Defined contribution plan: A defined contribution plan provides each participant with an individual account. Retirement benefits depend on the amount contributed to that account, and how the contributions are invested. If investments perform well, benefits will be higher. A defined contribution plan can be a profit-sharing plan or a money purchase plan invested in stock or mutual funds. 401(k)s are a very popular example of a defined contribution plan.
Defined benefit plan: These so-called “traditional” plans promise participants a specific benefit at retirement. Plans express this as an exact dollar amount or a formula. A plan might provide a flat dollar amount per month, or a monthly amount for every year of service with the company, or a percent of a worker’s salary times years of service. Generally, a company funds the pension plan and plan assets are invested, usually by a professional money manager.

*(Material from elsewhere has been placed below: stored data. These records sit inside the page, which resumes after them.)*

//! Turns an identity-provider redirect into a confirmed, profile-backed session.
//!
//! ```text
//! Init ─┬─ error ────────────────────────────────────────────────┐
//!       ├─ existing session ─────────────┐                       │
//!       ├─ code ──────── ExchangingCode ─┤                       │
//!       ├─ token pair ── SettingSession ─┼─ AwaitingProfile ─┐   │
//!       └─ nothing ── AwaitingAsyncSignIn┘                   │   │
//!                                          Redirecting ◄─────┘   Error
//!                                              │                   │
//!                                              └──── Terminal ◄────┘
//! ```
//!
//! Every path ends in exactly one navigation: the landing page on success, the login page after
//! a readable delay on failure. A [`OneShot`] flag makes the expensive part (exchange, set-session,
//! acting on a sign-in event) happen at most once per reconciler, however many times `run` is
//! called. All waits race the reconciler's cancellation token, so after teardown nothing else
//! reaches the host.

use std::{future::Future, sync::Arc, time::Duration};
use tokio::{
    sync::watch,
    task::JoinHandle,
    time::{Instant, MissedTickBehavior},
};
use tokio_util::sync::{CancellationToken, DropGuard};
use tracing::{debug, error, info, instrument, trace, warn};
use url::Url;

use crate::{
    auth::{
        events::{AuthEvent, Subscription},
        gateway::IdentityGateway,
        profiles::{Profile, ProfileStore},
        session::User,
    },
    callback::{
        host::CallbackHost,
        params::CallbackParams,
        state::{AuthCallbackState, CallbackError, CallbackOutcome, CallbackStatus, OneShot},
    },
    config::CallbackConfig,
    types::{UserId, abbrev_uuid},
};

/// Why a run stopped before redirecting.
enum Halt {
    Failed(CallbackError),
    Duplicate,
    Cancelled,
}

impl From<CallbackError> for Halt {
    fn from(error: CallbackError) -> Self {
        Self::Failed(error)
    }
}

pub struct CallbackReconciler {
    gateway: Arc<dyn IdentityGateway>,
    profiles: Arc<dyn ProfileStore>,
    host: Arc<dyn CallbackHost>,
    config: CallbackConfig,
    processed: OneShot,
    cancel: CancellationToken,
    state: watch::Sender<AuthCallbackState>,
}

impl CallbackReconciler {
    pub fn new(
        gateway: Arc<dyn IdentityGateway>,
        profiles: Arc<dyn ProfileStore>,
        host: Arc<dyn CallbackHost>,
        config: CallbackConfig,
    ) -> Self {
        let (state, _) = watch::channel(AuthCallbackState::Init);
        Self {
            gateway,
            profiles,
            host,
            config,
            processed: OneShot::default(),
            cancel: CancellationToken::new(),
            state,
        }
    }

    pub fn state(&self) -> AuthCallbackState {
        *self.state.borrow()
    }

    pub fn watch_state(&self) -> watch::Receiver<AuthCallbackState> {
        self.state.subscribe()
    }

    /// Cancel pending delays, lookups and the sign-in wait. Irreversible.
    pub fn teardown(&self) {
        self.cancel.cancel();
    }

    /// Run the reconciler on its own task, tied to the returned handle.
    pub fn mount(self: Arc<Self>, url: Url) -> CallbackHandle {
        let guard = self.cancel.clone().drop_guard();
        let task = tokio::spawn(async move { self.run(&url).await });
        CallbackHandle { guard, task }
    }

    /// Reconcile the redirect at `url`. Never fails: errors end in a login redirect.
    #[instrument(skip_all, fields(path = %url.path()))]
    pub async fn run(&self, url: &Url) -> CallbackOutcome {
        let params = CallbackParams::from_url(url);
        debug!(?params, shape = ?params.shape(), "Parsed callback parameters");

        match self.reconcile(&params, url.path()).await {
            Ok(outcome) => outcome,
            Err(Halt::Duplicate) => {
                debug!("Callback already processed, ignoring");
                CallbackOutcome::AlreadyProcessed
            }
            Err(Halt::Cancelled) => {
                debug!("Callback torn down before completion");
                self.transition(AuthCallbackState::Terminal);
                CallbackOutcome::Cancelled
            }
            Err(Halt::Failed(error)) => self.fail(error, &params).await,
        }
    }

    async fn reconcile(&self, params: &CallbackParams, path: &str) -> Result<CallbackOutcome, Halt> {
        if self.processed.is_claimed() {
            return Err(Halt::Duplicate);
        }
        if self.cancel.is_cancelled() {
            return Err(Halt::Cancelled);
        }
        self.host.set_status(CallbackStatus::Processing);

        if let Some(error) = &params.error {
            self.claim()?;
            return Err(CallbackError::Provider {
                error: error.clone(),
                description: params.error_description.clone(),
            }
            .into());
        }

        let user = self.ensure_session(params).await?;
        let profile = self.await_profile(user.id).await?;
        self.redirect(profile, path).await
    }

    /// Establish a session, trying in order: the gateway's existing session, the authorization
    /// code, the implicit-flow token pair, and finally an asynchronous sign-in event.
    async fn ensure_session(&self, params: &CallbackParams) -> Result<User, Halt> {
        // Subscribe before reading so a sign-in that lands in between is not lost
        let subscription = self.gateway.subscribe();

        match self.cancellable(self.gateway.get_session()).await? {
            Ok(Some(session)) => {
                self.claim()?;
                info!(user_id = %abbrev_uuid(&session.user.id), code_ignored = params.code.is_some(), "Using existing session");
                return Ok(session.user);
            }
            Ok(None) => trace!("No existing session"),
            Err(e) => warn!(error = %e, "Failed to read existing session, continuing with redirect parameters"),
        }

        if let Some(code) = &params.code {
            self.claim()?;
            self.transition(AuthCallbackState::ExchangingCode);
            return match self.cancellable(self.gateway.exchange_code_for_session(code)).await? {
                Ok(session) => {
                    info!(user_id = %abbrev_uuid(&session.user.id), "Authorization code exchanged");
                    Ok(session.user)
                }
                Err(e) => Err(CallbackError::Exchange(e.to_string()).into()),
            };
        }

        if let Some((access_token, refresh_token)) = params.token_pair() {
            self.claim()?;
            self.transition(AuthCallbackState::SettingSession);
            let installed = match self.cancellable(self.gateway.set_session(access_token, refresh_token)).await? {
                Ok(session) => session,
                Err(e) => return Err(CallbackError::Exchange(e.to_string()).into()),
            };
            return match self.cancellable(self.gateway.get_session()).await? {
                Ok(Some(session)) if session.user.id == installed.user.id => {
                    info!(user_id = %abbrev_uuid(&session.user.id), "Token pair accepted");
                    Ok(session.user)
                }
                Ok(Some(session)) => {
                    warn!(
                        installed = %abbrev_uuid(&installed.user.id),
                        current = %abbrev_uuid(&session.user.id),
                        "Session read back for a different user"
                    );
                    Err(CallbackError::Exchange("session read back for a different user".to_string()).into())
                }
                Ok(None) => Err(CallbackError::Exchange("session missing after set_session".to_string()).into()),
                Err(e) => Err(CallbackError::Exchange(e.to_string()).into()),
            };
        }

        self.transition(AuthCallbackState::AwaitingAsyncSignIn);
        self.await_sign_in(subscription).await
    }

    async fn await_sign_in(&self, mut subscription: Subscription) -> Result<User, Halt> {
        let timeout = self.config.async_sign_in_timeout;
        let deadline = tokio::time::sleep(timeout);
        tokio::pin!(deadline);
        let mut closed = false;

        loop {
            tokio::select! {
                biased;
                _ = self.cancel.cancelled() => return Err(Halt::Cancelled),
                event = subscription.recv(), if !closed => match event {
                    Some(AuthEvent { kind, session: Some(session) }) if kind.establishes_session() => {
                        self.claim()?;
                        info!(event = %kind, user_id = %abbrev_uuid(&session.user.id), "Session announced by gateway");
                        return Ok(session.user);
                    }
                    Some(event) => {
                        debug!(event = %event.kind, has_session = event.session.is_some(), "Ignoring auth event");
                    }
                    None => {
                        debug!("Auth event stream closed, waiting for timeout");
                        closed = true;
                    }
                },
                _ = &mut deadline => {
                    self.claim()?;
                    return Err(CallbackError::SessionTimeout(timeout).into());
                }
            }
        }
    }

    /// Poll for the profile row at fixed spacing. Lookup errors count as "not yet".
    async fn await_profile(&self, user_id: UserId) -> Result<Profile, Halt> {
        self.transition(AuthCallbackState::AwaitingProfile);

        let attempts = self.config.profile_poll_attempts;
        let mut ticker = tokio::time::interval(self.config.profile_poll_interval);
        ticker.set_missed_tick_behavior(MissedTickBehavior::Delay);

        for attempt in 1..=attempts {
            self.cancellable(ticker.tick()).await?;

            match self.cancellable(self.profiles.find_profile(user_id)).await? {
                Ok(Some(profile)) => {
                    info!(user_id = %abbrev_uuid(&user_id), attempt, role = ?profile.role, "Profile found");
                    return Ok(profile);
                }
                Ok(None) => debug!(attempt, attempts, "Profile not visible yet"),
                Err(e) => warn!(attempt, attempts, error = %e, "Profile lookup failed"),
            }
        }

        Err(CallbackError::ProfileTimeout { user_id, attempts }.into())
    }

    /// Scrub the redirect parameters from the page's own path, then hand over to the landing page.
    async fn redirect(&self, profile: Profile, path: &str) -> Result<CallbackOutcome, Halt> {
        self.transition(AuthCallbackState::Redirecting);
        self.host.replace_url(path);
        self.host.set_status(CallbackStatus::Success);

        self.pause(self.config.success_delay).await?;

        let to = self.config.landing_path.clone();
        self.host.navigate(&to);
        self.transition(AuthCallbackState::Terminal);
        info!(user_id = %abbrev_uuid(&profile.id), to, "Callback complete");

        Ok(CallbackOutcome::Redirected {
            user_id: profile.id,
            role: profile.role,
            to,
        })
    }

    async fn fail(&self, error: CallbackError, params: &CallbackParams) -> CallbackOutcome {
        self.transition(AuthCallbackState::Error);
        warn!(%error, ?params, "Callback failed, returning to login");
        self.host.set_status(CallbackStatus::Error(error.status_message()));

        if self.pause(error.redirect_delay(&self.config)).await.is_err() {
            self.transition(AuthCallbackState::Terminal);
            return CallbackOutcome::Cancelled;
        }

        self.host.navigate(&self.config.login_path);
        self.transition(AuthCallbackState::Terminal);
        CallbackOutcome::Failed(error)
    }

    fn claim(&self) -> Result<(), Halt> {
        if self.processed.claim() { Ok(()) } else { Err(Halt::Duplicate) }
    }

    fn transition(&self, next: AuthCallbackState) {
        let previous = self.state.send_replace(next);
        trace!(?previous, ?next, "Callback state transition");
    }

    async fn cancellable<F: Future>(&self, future: F) -> Result<F::Output, Halt> {
        tokio::select! {
            biased;
            _ = self.cancel.cancelled() => Err(Halt::Cancelled),
            output = future => Ok(output),
        }
    }

    async fn pause(&self, duration: Duration) -> Result<(), Halt> {
        let started = Instant::now();
        self.cancellable(tokio::time::sleep(duration)).await?;
        trace!(elapsed_ms = started.elapsed().as_millis() as u64, "Delay elapsed");
        Ok(())
    }
}

/// A mounted reconciler. Dropping or unmounting it tears the run down.
pub struct CallbackHandle {
    guard: DropGuard,
    task: JoinHandle<CallbackOutcome>,
}

impl CallbackHandle {
    /// Wait for the run to finish on its own.
    pub async fn outcome(self) -> CallbackOutcome {
        let CallbackHandle { guard, task } = self;
        let outcome = join(task).await;
        guard.disarm();
        outcome
    }

    /// Tear the run down and wait for it to settle.
    pub async fn unmount(self) -> CallbackOutcome {
        let CallbackHandle { guard, task } = self;
        drop(guard);
        join(task).await
    }
}

async fn join(task: JoinHandle<CallbackOutcome>) -> CallbackOutcome {
    match task.await {
        Ok(outcome) => outcome,
        Err(e) => {
            error!(error = %e, "Callback task did not complete");
            CallbackOutcome::Cancelled
        }
    }
}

Cash balance plans, often called hybrid plans, are defined benefit plans. These plans express retirement benefits as a balance in a hypothetical account. A worker accumulates pay credits (usually a percentage of pay) and interest credits (usually a percentage of the total account balance). The interest credit is frequently based on the interest rate on a U. S. Treasury security. The pay and interest credits, specified in the plan, resemble the actual contributions and earnings a worker accumulates under a 401(k) plan.

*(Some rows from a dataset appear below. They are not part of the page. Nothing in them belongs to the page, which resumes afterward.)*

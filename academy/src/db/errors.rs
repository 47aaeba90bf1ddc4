use thiserror::Error;

/// Database failures the edge functions react to. Everything else is `Other`.
#[derive(Error, Debug)]
pub enum DbError {
    #[error("Entity not found")]
    NotFound,

    /// e.g. a provider message id recorded twice
    #[error("Unique constraint violation")]
    UniqueViolation {
        constraint: Option<String>,
        table: Option<String>,
        message: String,
    },

    #[error("Check constraint violation")]
    CheckViolation {
        constraint: Option<String>,
        table: Option<String>,
        message: String,
    },

    #[error(transparent)]
    Other(#[from] anyhow::Error),
}

impl DbError {
    /// Name of the violated constraint, if this is a constraint error.
    pub fn constraint(&self) -> Option<&str> {
        match self {
            Self::UniqueViolation { constraint, .. } | Self::CheckViolation { constraint, .. } => constraint.as_deref(),
            _ => None,
        }
    }
}

impl From<sqlx::Error> for DbError {
    fn from(err: sqlx::Error) -> Self {
        let sqlx::Error::Database(db_err) = &err else {
            return match err {
                sqlx::Error::RowNotFound => DbError::NotFound,
                other => DbError::Other(anyhow::Error::from(other)),
            };
        };

        let constraint = db_err.constraint().map(str::to_string);
        let table = db_err.table().map(str::to_string);
        let message = db_err.message().to_string();

        if db_err.is_unique_violation() {
            DbError::UniqueViolation { constraint, table, message }
        } else if db_err.is_check_violation() {
            DbError::CheckViolation { constraint, table, message }
        } else {
            DbError::Other(anyhow::Error::from(err))
        }
    }
}

/// Type alias for database operation results
pub type Result<T> = std::result::Result<T, DbError>;

#[cfg(test)]
mod tests {
    use super::*;

    #[test]
    fn test_row_not_found_maps_to_not_found() {
        assert!(matches!(DbError::from(sqlx::Error::RowNotFound), DbError::NotFound));
        assert!(matches!(DbError::from(sqlx::Error::PoolTimedOut), DbError::Other(_)));
    }

    #[test]
    fn test_constraint_name() {
        let err = DbError::UniqueViolation {
            constraint: Some("email_logs_provider_message_id_unique".to_string()),
            table: Some("email_logs".to_string()),
            message: "duplicate key".to_string(),
        };
        assert_eq!(err.constraint(), Some("email_logs_provider_message_id_unique"));
        assert_eq!(DbError::NotFound.constraint(), None);
    }
}
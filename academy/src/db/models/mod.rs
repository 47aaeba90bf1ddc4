//! Database record structures matching table schemas.

pub mod email_logs;
pub mod inbox_messages;
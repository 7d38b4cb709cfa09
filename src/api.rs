use std::path::Path;

use crate::documents;
use crate::error::Result;
use crate::model::Documents;

/// The main entry point for saving and loading a datacard's documents.
#[derive(Debug)]
pub struct Datacard;

impl Datacard {
    /// Persists `documents` under `<path>/documents`.
    ///
    /// `None` is a silent no-op: no directory is created, nothing is
    /// written. There is no rollback — a mid-write I/O failure can leave a
    /// partially populated directory.
    pub fn save<P: AsRef<Path>>(path: P, documents: Option<&Documents>) -> Result<()> {
        let Some(documents) = documents else {
            return Ok(());
        };
        documents::write_documents(documents, path.as_ref())
    }

    /// Loads the documents stored under `<path>/documents`.
    ///
    /// Returns `Ok(None)` when the documents directory does not exist — a
    /// datacard without documents, not an error and never an empty
    /// `Documents`.
    pub fn load<P: AsRef<Path>>(path: P) -> Result<Option<Documents>> {
        documents::read_documents(path.as_ref())
    }
}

Cash balance plans contain many of the important advantages of traditional defined benefit plans:
- Benefits do not depend on how much a worker is willing or able to contribute.
- The employer bears the investment risk.
- Plans must offer an annuity with a survivor benefit.
- Benefits are insured by the Pension Benefit Guaranty Corporation (PBGC)
- They offer a predictable benefit at retirement.
Cash balance plans also have advantages of defined contribution plans:
- They are easier to understand.
- They often provide higher benefits for younger workers and shorter-service workers.
- They offer benefits that are more portable than a defined benefit plan.